Each ship would carry an uncommonly small crew, about 40 sailors.
Compared with a $2 billion destroyer or a $7 billion to $9 billion
aircraft carrier, the new ships would be produced at the cut rate of
$220 million apiece, not including weapons packages.
In short, the accelerated, cost-conscious acquisition plan — promoted
as a new shipbuilding paradigm to help the Navy rebuild the fleet —
appeared to be exactly the kind of transformational thinking that
Defense Secretary Donald H. Rumsfeld and his top civilian aides
favored as they moved into the Pentagon in 2001. It was quickly
approved.
A Plan, Then It Changes
Another idea that had taken hold was that the Pentagon should break
free from cumbersome, gold-plated acquisition programs by taking
advantage of commercially available technologies.
With that in mind, Lockheed and General Dynamics proposed different
high-speed ferry models as the template, and in 2004, the Navy
selected the two companies to compete for the business. The model for
the Freedom was a ferry built in Italy. An Australian ferry was the
model for the General Dynamics prototype, named Independence.
Lockheed had virtually no shipbuilding experience. But in keeping with
a Pentagon policy that called for letting big military contractors run
complex projects with minimal government supervision, the Navy made
the companies primarily responsible for all phases of development —
from concept studies to detailed design and construction.

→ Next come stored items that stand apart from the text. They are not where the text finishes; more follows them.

#[cfg(test)]
mod tests {
    use super::*;
    use crate::clock::ManualClock;

    struct Fixture {
        _dir: tempfile::TempDir,
        clock: Arc<ManualClock>,
        store: Arc<MemoryStore>,
        cache: DiskFrameCache,
    }

    fn fixture() -> Fixture {
        let dir = tempfile::tempdir().unwrap();
        let clock = Arc::new(ManualClock::new(0));
        let store = Arc::new(MemoryStore::new());
        let cache = DiskFrameCache::with_parts(
            dir.path().join("frames"),
            store.clone(),
            clock.clone(),
            Duration::from_secs(3600),
        )
        .unwrap();
        Fixture {
            _dir: dir,
            clock,
            store,
            cache,
        }
    }

    fn key(file: &str) -> CacheKey {
        CacheKey {
            session_id: 1,
            width: 64,
            height: 64,
            variant: ColorVariant(0),
            file_name: file.to_string(),
        }
    }

    #[test]
    fn test_keys_and_paths_are_deterministic() {
        let k = key("sticker one.tgs");
        assert_eq!(k.prefix(), "1/64x64/");
        assert_eq!(k.bookkeeping_key(), "1/64x64/0/sticker one.tgs");
        assert_eq!(file_name_for(&k.bookkeeping_key()), "1_64x64_0_sticker_one.tgs.frames");
    }

    #[test]
    fn test_ttl_expiry_and_gc() {
        let f = fixture();
        let path = f
            .cache
            .get_or_build_cache_file(&key("a.tgs"), Duration::from_millis(2000), 10)
            .unwrap();
        fs::write(&path, b"frames").unwrap();

        f.clock.set(1000);
        assert_eq!(f.cache.gc().unwrap().total(), 0);
        assert!(path.exists());
        assert_eq!(f.store.len(), 1);

        f.clock.set(2500);
        let report = f.cache.gc().unwrap();
        assert_eq!(report.expired, 1);
        assert!(!path.exists());
        assert!(f.store.is_empty());
    }

    #[test]
    fn test_gc_is_idempotent() {
        let f = fixture();
        for name in ["a.tgs", "b.tgs", "c.tgs"] {
            let path = f
                .cache
                .get_or_build_cache_file(&key(name), Duration::from_millis(100), 10)
                .unwrap();
            fs::write(path, b"x").unwrap();
        }
        f.store.put("1/64x64/0/bad.tgs", "not-a-number").unwrap();
        fs::write(f.cache.root().join("stray.frames"), b"x").unwrap();

        f.clock.set(500);
        let first = f.cache.gc().unwrap();
        assert_eq!(first.expired, 3);
        assert_eq!(first.corrupt, 1);
        assert_eq!(first.orphans, 1);

        let second = f.cache.gc().unwrap();
        assert_eq!(second, GcReport::default());
    }

    #[test]
    fn test_zero_ttl_skips_bookkeeping() {
        let f = fixture();
        f.cache
            .get_or_build_cache_file(&key("a.tgs"), Duration::ZERO, 10)
            .unwrap();
        assert!(f.store.is_empty());
    }

    #[test]
    fn test_limit_entry_count_evicts_oldest() {
        let f = fixture();
        for (i, name) in ["a.tgs", "b.tgs", "c.tgs", "d.tgs"].iter().enumerate() {
            f.clock.set(i as u64 * 10);
            let path = f
                .cache
                .get_or_build_cache_file(&key(name), Duration::from_secs(60), 100)
                .unwrap();
            fs::write(path, b"x").unwrap();
        }

        let exempt = key("a.tgs").bookkeeping_key();
        let deleted = f.cache.limit_entry_count("1/64x64/", 2, &exempt).unwrap();
        assert_eq!(deleted, 2);

        let remaining: Vec<String> = f
            .store
            .scan_by_prefix("")
            .unwrap()
            .into_iter()
            .map(|(k, _)| k)
            .collect();
        // "a" is the oldest but exempt, so "b" and "c" go
        assert_eq!(remaining, vec!["1/64x64/0/a.tgs", "1/64x64/0/d.tgs"]);
    }

    #[test]
    fn test_limit_entry_count_spares_active_writers() {
        let f = fixture();
        let mut paths = Vec::new();
        for (i, name) in ["a.tgs", "b.tgs", "c.tgs"].iter().enumerate() {
            f.clock.set(i as u64);
            paths.push(
                f.cache
                    .get_or_build_cache_file(&key(name), Duration::from_secs(60), 100)
                    .unwrap(),
            );
        }

        let writing = f.cache.begin_write(&paths[0]);
        assert!(f.cache.is_being_written(&paths[0]));
        let deleted = f.cache.limit_entry_count("1/64x64/", 1, "").unwrap();
        assert_eq!(deleted, 2);
        assert_eq!(f.cache.entry_count(), 1);

        drop(writing);
        assert!(!f.cache.is_being_written(&paths[0]));
    }

    #[test]
    fn test_limit_never_deletes_more_than_excess() {
        let f = fixture();
        for name in ["a.tgs", "b.tgs"] {
            f.cache
                .get_or_build_cache_file(&key(name), Duration::from_secs(60), 100)
                .unwrap();
        }
        assert_eq!(f.cache.limit_entry_count("1/64x64/", 5, "").unwrap(), 0);
        assert_eq!(f.cache.entry_count(), 2);
    }

    #[test]
    fn test_max_entries_applied_on_write() {
        let f = fixture();
        for (i, name) in ["a.tgs", "b.tgs", "c.tgs"].iter().enumerate() {
            f.clock.set(i as u64);
            f.cache
                .get_or_build_cache_file(&key(name), Duration::from_secs(60), 2)
                .unwrap();
        }
        assert_eq!(f.cache.entry_count(), 2);
        assert_eq!(f.store.scan_by_prefix("1/64x64/0/c.tgs").unwrap().len(), 1);
    }

    #[test]
    fn test_refresh_racing_gc_keeps_entry_and_file() {
        let f = fixture();
        let k = key("raced.tgs");
        for round in 0..200u64 {
            let base = round * 1000;
            f.clock.set(base);
            let path = f
                .cache
                .get_or_build_cache_file(&k, Duration::from_millis(10), 10)
                .unwrap();
            fs::write(&path, b"x").unwrap();
            f.clock.set(base + 500);

            thread::scope(|s| {
                s.spawn(|| f.cache.gc().unwrap());
                s.spawn(|| {
                    let path = f
                        .cache
                        .get_or_build_cache_file(&k, Duration::from_secs(60), 10)
                        .unwrap();
                    let _writer = f.cache.begin_write(&path);
                    fs::write(&path, b"x").unwrap();
                });
            });

            // Whichever side won, the refreshed entry and its file both survive
            assert_eq!(f.cache.entry_count(), 1, "round {}", round);
            assert!(path.exists(), "round {}", round);
            assert_eq!(f.cache.gc().unwrap().orphans, 0, "round {}", round);
        }
    }

    #[test]
    fn test_clear_wipes_everything() {
        let f = fixture();
        let path = f
            .cache
            .get_or_build_cache_file(&key("a.tgs"), Duration::from_secs(60), 10)
            .unwrap();
        fs::write(&path, b"x").unwrap();

        f.cache.clear().unwrap();
        assert!(!path.exists());
        assert!(f.cache.root().exists());
        assert_eq!(f.cache.entry_count(), 0);
    }
}
//! Custom macros for reducing code repetition in the engine

/// Log an error and continue execution (non-fatal error handling)
///
/// # Example
/// ```ignore
/// log_and_continue!(cache.gc(), "run cache gc");
/// ```
#[macro_export]
macro_rules! log_and_continue {
    ($expr:expr, $context:expr) => {
        if let Err(e) = $expr {
            log::error!("Failed to {}: {}", $context, e);
        }
    };
}

/// Validate an enum-like string value
///
/// # Example
/// ```ignore
/// validate_enum!(mode, "performance", "balanced", "powersave");
/// ```
#[macro_export]
macro_rules! validate_enum {
    ($value:expr, $($variant:expr),+) => {
        match $value {
            $($variant)|+ => Ok(()),
            _ => anyhow::bail!("Invalid value: {} (expected one of: {})", $value, [$($variant),+].join(", ")),
        }
    };
}

/// Lock a std mutex, recovering the guard if a panicking thread poisoned it
///
/// # Example
/// ```ignore
/// let queues = lock!(self.queues);
/// ```
#[macro_export]
macro_rules! lock {
    ($mutex:expr) => {
        $mutex
            .lock()
            .unwrap_or_else(std::sync::PoisonError::into_inner)
    };
}
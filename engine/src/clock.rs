use std::sync::atomic::{AtomicU64, Ordering};
use std::time::{Duration, SystemTime, UNIX_EPOCH};

/// Wall-clock source for cache expiry bookkeeping
pub trait Clock: Send + Sync {
    /// Milliseconds since the Unix epoch
    fn now_ms(&self) -> u64;
}

#[derive(Debug, Default, Clone, Copy)]
pub struct SystemClock;

impl Clock for SystemClock {
    fn now_ms(&self) -> u64 {
        SystemTime::now()
            .duration_since(UNIX_EPOCH)
            .map(|d| d.as_millis() as u64)
            .unwrap_or(0)
    }
}

/// Clock that only moves when told to
#[derive(Debug, Default)]
pub struct ManualClock {
    now: AtomicU64,
}

impl ManualClock {
    pub fn new(start_ms: u64) -> Self {
        Self {
            now: AtomicU64::new(start_ms),
        }
    }

    pub fn set(&self, ms: u64) {
        self.now.store(ms, Ordering::SeqCst);
    }

    pub fn advance(&self, by: Duration) {
        self.now.fetch_add(by.as_millis() as u64, Ordering::SeqCst);
    }
}

impl Clock for ManualClock {
    fn now_ms(&self) -> u64 {
        self.now.load(Ordering::SeqCst)
    }
}
impl ManualAcquisition {
    fn new(path: PathBuf) -> Arc<Self> {
        Arc::new(Self {
            path,
            events: Mutex::new(None),
            downloads: AtomicUsize::new(0),
            cancels: AtomicUsize::new(0),
        })
    }

    fn events(&self) -> AcquisitionEvents {
        assert!(wait_until(|| self.events.lock().unwrap().is_some()));
        self.events.lock().unwrap().clone().unwrap()
    }

    fn progress(&self, file_id: FileId, fraction: f32) {
        self.events().progress(file_id, fraction);
    }

    fn ready(&self, file_id: FileId) {
        self.events().local_file_ready(file_id, self.path.clone());
    }

    fn fail(&self, file_id: FileId) {
        self.events().failed(file_id, "connection reset");
    }
}

impl Acquisition for ManualAcquisition {
    fn resolve(&self, _descriptor: &Descriptor) -> Result<Resolution, EngineError> {
        Ok(Resolution::Remote)
    }

    fn download(&self, _file_id: FileId, events: AcquisitionEvents) {
        self.downloads.fetch_add(1, Ordering::SeqCst);
        *self.events.lock().unwrap() = Some(events);
    }

    fn cancel_download(&self, _file_id: FileId) {
        self.cancels.fetch_add(1, Ordering::SeqCst);
    }
}

/// External round-video player the test moves between files
#[derive(Default)]
struct FakePlayer {
    file: Mutex<Option<FileId>>,
    position: Mutex<Duration>,
}

impl FakePlayer {
    fn play(&self, file_id: Option<FileId>, position: Duration) {
        *self.file.lock().unwrap() = file_id;
        *self.position.lock().unwrap() = position;
    }
}

impl RoundVideoPlayer for FakePlayer {
    fn playing_file(&self) -> Option<FileId> {
        *self.file.lock().unwrap()
    }

    fn position(&self) -> Duration {
        *self.position.lock().unwrap()
    }
}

In theory, the contractors’ business and technological acumen would
save taxpayer dollars. But the Navy agreed to reimburse the companies
for cost overruns rather than setting a fixed price, leaving little
incentive to hold down costs.
To compensate for its lack of experience, Lockheed joined with the
naval architecture firm of Gibbs & Cox and two shipyards, Marinette
Marine, and Bollinger in Louisiana.
The Lockheed proposal called for a steel single-hull ship 378 feet
long and 57 feet wide. It would have a spacious flight deck and space
for two helicopters, a stern ramp and side door near the waterline for
launching and recovering small boats, and large interior compartments
that could be quickly reconfigured for different weapons systems. But
as Lockheed and the Navy were completing contract negotiations in
2004, the rules changed drastically. Commercial ferry standards, the
Navy determined, would not do.
The underlying principle behind the decision, Admiral Sullivan said,
was that the new ships had to be able to “hang tough in a storm and
take some battle damage and still survive long enough” for the crew to
be rescued.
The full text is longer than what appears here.